## ACTIVITY
Each record below should be written out again exactly as given.

## Dataset excerpts
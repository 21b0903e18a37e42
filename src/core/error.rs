//! Error handling for variant artifact resolution
//!
//! The error system follows two principles:
//! 1. **Strongly-typed errors** for the conditions callers branch on
//! 2. **User-friendly messages** with suggestions for CLI users
//!
//! # Architecture
//!
//! - [`ResolveError`] - failures raised by the resolution core itself
//! - [`SelectionError`] - failures raised by the bundled artifact selector
//! - [`ConfigError`] - settings and component descriptor loading failures
//! - [`ErrorContext`] - wrapper adding details and suggestions for display
//!
//! Errors raised by an artifact selector are passed through the core as
//! [`anyhow::Error`] without being wrapped, so callers can downcast them to
//! whatever type the selector produced.
//!
//! # Examples
//!
//! ```rust,no_run
//! use variant_resolve::core::{ResolveError, user_friendly_error};
//!
//! let error = ResolveError::ArtifactNotFound {
//!     variant: "runtimeElements".to_string(),
//!     artifact: "lib-docs.zip".to_string(),
//! };
//! let context = user_friendly_error(anyhow::Error::from(error));
//! context.display(); // Shows colored error with a suggestion
//! ```

use colored::Colorize;
use std::fmt;
use std::path::PathBuf;
use thiserror::Error;

/// Failures raised by the resolution core.
#[derive(Error, Debug)]
pub enum ResolveError {
    /// No artifact with the requested name exists in the prepared configuration.
    ///
    /// This is the NOT_FOUND condition of single-artifact lookup; an absent
    /// artifact is never reported as an empty value.
    #[error("Artifact '{artifact}' not found in variant '{variant}'")]
    ArtifactNotFound {
        /// Variant that was searched
        variant: String,
        /// Display form of the requested artifact name
        artifact: String,
    },

    /// The variant does not belong to the component it was requested from.
    #[error("Variant '{variant}' is not declared by component '{component}'")]
    UnknownVariant {
        /// Component the request was made against
        component: String,
        /// Identity of the requested variant
        variant: String,
    },

    /// Preparing a variant for artifact resolution failed.
    ///
    /// Nothing is cached for a failed preparation; the next request retries.
    #[error("Failed to prepare variant '{variant}' for artifact resolution")]
    PreparationFailed {
        /// Identity of the variant being prepared
        variant: String,
        /// The underlying failure
        #[source]
        source: anyhow::Error,
    },
}

impl ResolveError {
    /// Whether this is the NOT_FOUND condition of single-artifact lookup.
    pub fn is_not_found(&self) -> bool {
        matches!(self, Self::ArtifactNotFound { .. })
    }
}

/// Failures raised by [`crate::selector::AttributeMatchingSelector`].
#[derive(Error, Debug, Clone, PartialEq, Eq)]
pub enum SelectionError {
    /// No candidate variant is compatible with the requested attribute overrides.
    #[error("No variant of '{component}' matches the requested attributes {overrides}")]
    NoMatchingVariant {
        /// Component whose variants were searched
        component: String,
        /// Display form of the requested overrides
        overrides: String,
    },
}

/// Failures loading settings files and component descriptors.
#[derive(Error, Debug)]
pub enum ConfigError {
    /// The file could not be read.
    #[error("Failed to read {}", path.display())]
    Io {
        /// File that could not be read
        path: PathBuf,
        /// Underlying I/O error
        #[source]
        source: std::io::Error,
    },

    /// The file is not valid TOML for the expected structure.
    #[error("Invalid syntax in {}", path.display())]
    Parse {
        /// File that failed to parse
        path: PathBuf,
        /// Underlying TOML error
        #[source]
        source: toml::de::Error,
    },

    /// The file parsed but its content is inconsistent.
    #[error("Invalid configuration: {reason}")]
    Invalid {
        /// What is wrong with the content
        reason: String,
    },
}

/// An error together with optional details and a suggestion for the user.
#[derive(Debug)]
pub struct ErrorContext {
    /// The full error message, including its cause chain
    pub message: String,
    /// Optional suggestion for resolving the error
    pub suggestion: Option<String>,
    /// Optional additional details about the error
    pub details: Option<String>,
}

impl ErrorContext {
    /// Create a context with no details or suggestion.
    #[must_use]
    pub fn new(message: impl Into<String>) -> Self {
        Self {
            message: message.into(),
            suggestion: None,
            details: None,
        }
    }

    /// Add a suggestion for resolving the error.
    pub fn with_suggestion(mut self, suggestion: impl Into<String>) -> Self {
        self.suggestion = Some(suggestion.into());
        self
    }

    /// Add details explaining the error.
    pub fn with_details(mut self, details: impl Into<String>) -> Self {
        self.details = Some(details.into());
        self
    }

    /// Print the error to stderr: error in red, details in yellow, suggestion in green.
    pub fn display(&self) {
        eprintln!("{}: {}", "error".red().bold(), self.message);

        if let Some(details) = &self.details {
            eprintln!("{}: {}", "details".yellow(), details);
        }

        if let Some(suggestion) = &self.suggestion {
            eprintln!("{}: {}", "suggestion".green(), suggestion);
        }
    }
}

impl fmt::Display for ErrorContext {
    fn fmt(&self, f: &mut fmt::Formatter<'_>) -> fmt::Result {
        write!(f, "{}", self.message)?;

        if let Some(details) = &self.details {
            write!(f, "\nDetails: {details}")?;
        }

        if let Some(suggestion) = &self.suggestion {
            write!(f, "\nSuggestion: {suggestion}")?;
        }

        Ok(())
    }
}

impl std::error::Error for ErrorContext {}

/// Convert any error into an [`ErrorContext`] with a suggestion where one is known.
#[must_use]
pub fn user_friendly_error(error: anyhow::Error) -> ErrorContext {
    let mut message = error.to_string();
    for cause in error.chain().skip(1) {
        message.push_str(&format!("\n  caused by: {cause}"));
    }
    let context = ErrorContext::new(message);

    if let Some(resolve_error) = error.downcast_ref::<ResolveError>() {
        return match resolve_error {
            ResolveError::ArtifactNotFound { .. } => context.with_suggestion(
                "Run the 'artifacts' command to list the artifacts of this variant",
            ),
            ResolveError::UnknownVariant { .. } => context.with_suggestion(
                "Check the variant name against the configurations in the descriptor",
            ),
            ResolveError::PreparationFailed { .. } => context
                .with_details("Preparation failures are not cached; the next request retries"),
        };
    }

    if error.downcast_ref::<SelectionError>().is_some() {
        return context.with_suggestion(
            "Relax the --attribute overrides or enable selection.lenient_overrides",
        );
    }

    if let Some(config_error) = error.downcast_ref::<ConfigError>() {
        return match config_error {
            ConfigError::Io { .. } => {
                context.with_suggestion("Check that the file exists and is readable")
            }
            ConfigError::Parse { .. } => context
                .with_suggestion("Check the TOML syntax. Verify quotes, brackets, and table names"),
            ConfigError::Invalid { .. } => context,
        };
    }

    context
}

## YOUR SOLUTION
repository 21b0903e18a37e42
filename src/core/error.rs
//! Error handling for variant artifact resolution
//!
//! The error system follows two principles:
//! 1. **Strongly-typed errors** for the conditions callers branch on
//! 2. **User-friendly messages** with suggestions for CLI users
//!
//! # Architecture
//!
//! - [`ResolveError`] - failures raised by the resolution core itself
//! - [`SelectionError`] - failures raised by the bundled artifact selector
//! - [`ConfigError`] - settings and component descriptor loading failures
//! - [`ErrorContext`] - wrapper adding details and suggestions for display
//!
//! Errors raised by an artifact selector are passed through the core as
//! [`anyhow::Error`] without being wrapped, so callers can downcast them to
//! whatever type the selector produced.
//!
//! # Examples
//!
//! ```rust,no_run
//! use variant_resolve::core::{ResolveError, user_friendly_error};
//!
//! let error = ResolveError::ArtifactNotFound {
//!     variant: "runtimeElements".to_string(),
//!     artifact: "lib-docs.zip".to_string(),
//! };
//! let context = user_friendly_error(anyhow::Error::from(error));
//! context.display(); // Shows colored error with a suggestion
//! ```

use colored::Colorize;
use std::fmt;
use std::path::PathBuf;
use thiserror::Error;

/// Failures raised by the resolution core.
#[derive(Error, Debug)]
pub enum ResolveError {
    /// No artifact with the requested name exists in the prepared configuration.
    ///
    /// This is the NOT_FOUND condition of single-artifact lookup; an absent
    /// artifact is never reported as an empty value.
    #[error("Artifact '{artifact}' not found in variant '{variant}'")]
    ArtifactNotFound {
        /// Variant that was searched
        variant: String,
        /// Display form of the requested artifact name
        artifact: String,
    },

    /// The variant does not belong to the component it was requested from.
    #[error("Variant '{variant}' is not declared by component '{component}'")]
    UnknownVariant {
        /// Component the request was made against
        component: String,
        /// Identity of the requested variant
        variant: String,
    },

    /// Preparing a variant for artifact resolution failed.
    ///
    /// Nothing is cached for a failed preparation; the next request retries.
    #[error("Failed to prepare variant '{variant}' for artifact resolution")]
    PreparationFailed {
        /// Identity of the variant being prepared
        variant: String,
        /// The underlying failure
        #[source]
        source: anyhow::Error,
    },
}

impl ResolveError {
    /// Whether this is the NOT_FOUND condition of single-artifact lookup.
    pub fn is_not_found(&self) -> bool {
        matches!(self, Self::ArtifactNotFound { .. })
    }
}

/// Failures raised by [`crate::selector::AttributeMatchingSelector`].
#[derive(Error, Debug, Clone, PartialEq, Eq)]
pub enum SelectionError {
    /// No candidate variant is compatible with the requested attribute overrides.
    #[error("No variant of '{component}' matches the requested attributes {overrides}")]
    NoMatchingVariant {
        /// Component whose variants were searched
        component: String,
        /// Display form of the requested overrides
        overrides: String,
    },
}

/// Failures loading settings files and component descriptors.
#[derive(Error, Debug)]
pub enum ConfigError {
    /// The file could not be read.
    #[error("Failed to read {}", path.display())]
    Io {
        /// File that could not be read
        path: PathBuf,
        /// Underlying I/O error
        #[source]
        source: std::io::Error,
    },

    /// The file is not valid TOML for the expected structure.
    #[error("Invalid syntax in {}", path.display())]
    Parse {
        /// File that failed to parse
        path: PathBuf,
        /// Underlying TOML error
        #[source]
        source: toml::de::Error,
    },

    /// The file parsed but its content is inconsistent.
    #[error("Invalid configuration: {reason}")]
    Invalid {
        /// What is wrong with the content
        reason: String,
    },
}

/// An error together with optional details and a suggestion for the user.
#[derive(Debug)]
pub struct ErrorContext {
    /// The full error message, including its cause chain
    pub message: String,
    /// Optional suggestion for resolving the error
    pub suggestion: Option<String>,
    /// Optional additional details about the error
    pub details: Option<String>,
}

impl ErrorContext {
    /// Create a context with no details or suggestion.
    #[must_use]
    pub fn new(message: impl Into<String>) -> Self {
        Self {
            message: message.into(),
            suggestion: None,
            details: None,
        }
    }

    /// Add a suggestion for resolving the error.
    pub fn with_suggestion(mut self, suggestion: impl Into<String>) -> Self {
        self.suggestion = Some(suggestion.into());
        self
    }

    /// Add details explaining the error.
    pub fn with_details(mut self, details: impl Into<String>) -> Self {
        self.details = Some(details.into());
        self
    }

    /// Print the error to stderr: error in red, details in yellow, suggestion in green.
    pub fn display(&self) {
        eprintln!("{}: {}", "error".red().bold(), self.message);

        if let Some(details) = &self.details {
            eprintln!("{}: {}", "details".yellow(), details);
        }

        if let Some(suggestion) = &self.suggestion {
            eprintln!("{}: {}", "suggestion".green(), suggestion);
        }
    }
}

impl fmt::Display for ErrorContext {
    fn fmt(&self, f: &mut fmt::Formatter<'_>) -> fmt::Result {
        write!(f, "{}", self.message)?;

        if let Some(details) = &self.details {
            write!(f, "\nDetails: {details}")?;
        }

        if let Some(suggestion) = &self.suggestion {
            write!(f, "\nSuggestion: {suggestion}")?;
        }

        Ok(())
    }
}

impl std::error::Error for ErrorContext {}

/// Convert any error into an [`ErrorContext`] with a suggestion where one is known.
#[must_use]
pub fn user_friendly_error(error: anyhow::Error) -> ErrorContext {
    let mut message = error.to_string();
    for cause in error.chain().skip(1) {
        message.push_str(&format!("\n  caused by: {cause}"));
    }
    let context = ErrorContext::new(message);

    if let Some(resolve_error) = error.downcast_ref::<ResolveError>() {
        return match resolve_error {
            ResolveError::ArtifactNotFound { .. } => context.with_suggestion(
                "Run the 'artifacts' command to list the artifacts of this variant",
            ),
            ResolveError::UnknownVariant { .. } => context.with_suggestion(
                "Check the variant name against the configurations in the descriptor",
            ),
            ResolveError::PreparationFailed { .. } => context
                .with_details("Preparation failures are not cached; the next request retries"),
        };
    }

    if error.downcast_ref::<SelectionError>().is_some() {
        return context.with_suggestion(
            "Relax the --attribute overrides or enable selection.lenient_overrides",
        );
    }

    if let Some(config_error) = error.downcast_ref::<ConfigError>() {
        return match config_error {
            ConfigError::Io { .. } => {
                context.with_suggestion("Check that the file exists and is readable")
            }
            ConfigError::Parse { .. } => context
                .with_suggestion("Check the TOML syntax. Verify quotes, brackets, and table names"),
            ConfigError::Invalid { .. } => context,
        };
    }

    context
}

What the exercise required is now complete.